Moscow. Pushkin Museum.
The Sibyl appearing to Augustus. Canvas, 173 x 215.
In the middle of the narrow street, the Emperor Augustus and the Tiburtine Sibyl point to a vision of the Madonna and Child in the clouds. The street is lined with magnificent buildings, several of which appear to be based on Serlio’s architectural drawings. The picture is recorded as a work of Paris Bordone in 1661 in the collection of Cardinal Mazzarin in Paris. It came into the Duke of Marlborough’s possession at the end of the seventeenth century, and was given by the Duke’s brother, Charles Churchill, to Robert Walpole. At Houghton Hall it was attributed to Giulio Romano. Sold with the Walpole collection to Catherine the Great in 1779. At the Hermitage it was attributed to Giulio Romano and then Baldassare Peruzzi. It had left the Hermitage by 1915, and in the 1950s entered the collection of Sergey Obraztsov of Moscow, where it was discovered by Tamara Fomichova, who ‘published’ it as a work of Paris Bordone in the March 1971 Burlington Magazine. Acquired by the Pushkin Museum in 1983. Fomichova dated it around 1535 on the grounds of stylistic similarities with the famous Fisherman’s Ring in the Venice Accademia. Among subsequent writers, Canova (1987) suggested that it was painted in Augsburg in 1539-40 and Béguin (1987) that it was painted in France around 1559. The picture may have influenced Antoine Caron, the French painter of the School of Fontainebleau, whose own version of Augustus and the Sibyl is in the Louvre.
Madonna and Child with St John the Baptist and St George. Canvas (transferred from panel), 90 x 120.

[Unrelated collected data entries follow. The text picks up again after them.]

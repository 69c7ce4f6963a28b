//! Time-of-day aggregation of aligned volumes.
//!
//! Aligned samples falling inside a wall-clock window are summed per day and
//! plan, then averaged across days. Both steps are returned so callers can
//! chart or export either one.

pub mod aggregate;
pub mod types;
pub mod utility;

pub use aggregate::summarize;
pub use types::{AverageVolume, DailyTotal, TimeWindow, VolumeSummary};
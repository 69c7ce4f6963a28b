//! Caller-owned cache of batch results.
//!
//! Entries are keyed on the full [`TmcRequest`] (signal ids, date range, bin
//! size), expire after a fixed time-to-live and can be invalidated manually.
//! Only batches without failed queries are stored, so a later call retries
//! the days that failed.

use std::collections::HashMap;
use std::sync::Arc;
use std::time::{Duration, Instant};

use tracing::debug;

use crate::batch::{RetryPolicy, TmcReport, TmcRequest, fetch_turning_movements};
use crate::error::ReportError;
use crate::report::ReportClient;

struct Entry {
    report: Arc<TmcReport>,
    created_at: Instant,
}

pub struct ReportCache {
    ttl: Duration,
    max_entries: usize,
    entries: HashMap<TmcRequest, Entry>,
}

impl ReportCache {
    pub fn new(ttl: Duration, max_entries: usize) -> Self {
        Self {
            ttl,
            max_entries: max_entries.max(1),
            entries: HashMap::new(),
        }
    }

    fn evict_expired(&mut self) {
        let ttl = self.ttl;
        self.entries.retain(|_, e| e.created_at.elapsed() < ttl);
    }

    pub fn get(&mut self, request: &TmcRequest) -> Option<Arc<TmcReport>> {
        self.evict_expired();
        self.entries.get(request).map(|e| e.report.clone())
    }

    /// Stores `report`, evicting the oldest entry when full.
    pub fn insert(&mut self, request: TmcRequest, report: Arc<TmcReport>) {
        self.evict_expired();
        if self.entries.len() >= self.max_entries && !self.entries.contains_key(&request) {
            if let Some(oldest) = self
                .entries
                .iter()
                .min_by_key(|(_, e)| e.created_at)
                .map(|(k, _)| k.clone())
            {
                self.entries.remove(&oldest);
            }
        }
        self.entries.insert(
            request,
            Entry {
                report,
                created_at: Instant::now(),
            },
        );
    }

    pub fn invalidate(&mut self, request: &TmcRequest) -> bool {
        self.entries.remove(request).is_some()
    }

    pub fn clear(&mut self) {
        self.entries.clear();
    }

    pub fn len(&self) -> usize {
        self.entries.len()
    }

    pub fn is_empty(&self) -> bool {
        self.entries.is_empty()
    }

    /// Returns the cached report for `request`, fetching it on a miss.
    pub async fn get_or_fetch<C>(
        &mut self,
        client: Arc<C>,
        request: &TmcRequest,
        policy: RetryPolicy,
        concurrency: usize,
    ) -> Result<Arc<TmcReport>, ReportError>
    where
        C: ReportClient + ?Sized + 'static,
    {
        if let Some(hit) = self.get(request) {
            debug!(locations = request.location_ids.len(), "Report cache hit");
            return Ok(hit);
        }

        let report = Arc::new(fetch_turning_movements(client, request, policy, concurrency).await?);
        if report.failures.is_empty() {
            self.insert(request.clone(), report.clone());
        } else {
            debug!(
                failed = report.failures.len(),
                "Not caching report with failed queries"
            );
        }
        Ok(report)
    }
}
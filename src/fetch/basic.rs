use super::client::HttpClient;
use async_trait::async_trait;
use std::time::Duration;

/// Plain `reqwest` client with connect and overall request timeouts.
pub struct BasicClient(reqwest::Client);

impl BasicClient {
    pub fn new(timeout: Duration) -> reqwest::Result<Self> {
        let client = reqwest::Client::builder()
            .timeout(timeout)
            .connect_timeout(Duration::from_secs(10))
            .build()?;
        Ok(Self(client))
    }
}

#[async_trait]
impl HttpClient for BasicClient {
    async fn execute(&self, req: reqwest::Request) -> reqwest::Result<reqwest::Response> {
        self.0.execute(req).await
    }
}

There are close similarities with Bordone’s early Madonna and Child with St John the Baptist, St Mary Magdalene and St Liberale (or George) at Glasgow. The Moscow painting appears somewhat later, dating from the 1530s or 1540s. Until 1918 it was in the Duke of Leuchtenberg’s collection at Munich and St Petersburg. Once ascribed to Titian, it was recognised as a work of Paris Bordone in 1864 (by Waagen).
Munich. Alte Pinakothek.
Portrait of a Jeweller. Canvas, 99 x 81.
The man points to jewellery arrayed on a table, while a woman appears on his left, facing him in profile. The picture has been called The Seduction but is probably simply a portrait of a jeweller and his wife. Recorded in the 1618 inventory of the Herzoglichen Kunsthammer as a pendant to Titian’s Vanitas. Attributed to Salviati in a 1748 inventory and to Titian in 1761 and 1836. First catalogued as a work of Bordone (following Crowe and Cavalcaselle) in 1884. Probably comparatively early (around 1525-30). It has been cut down: an engraving of 1884 shows a curtain and pillar on the right.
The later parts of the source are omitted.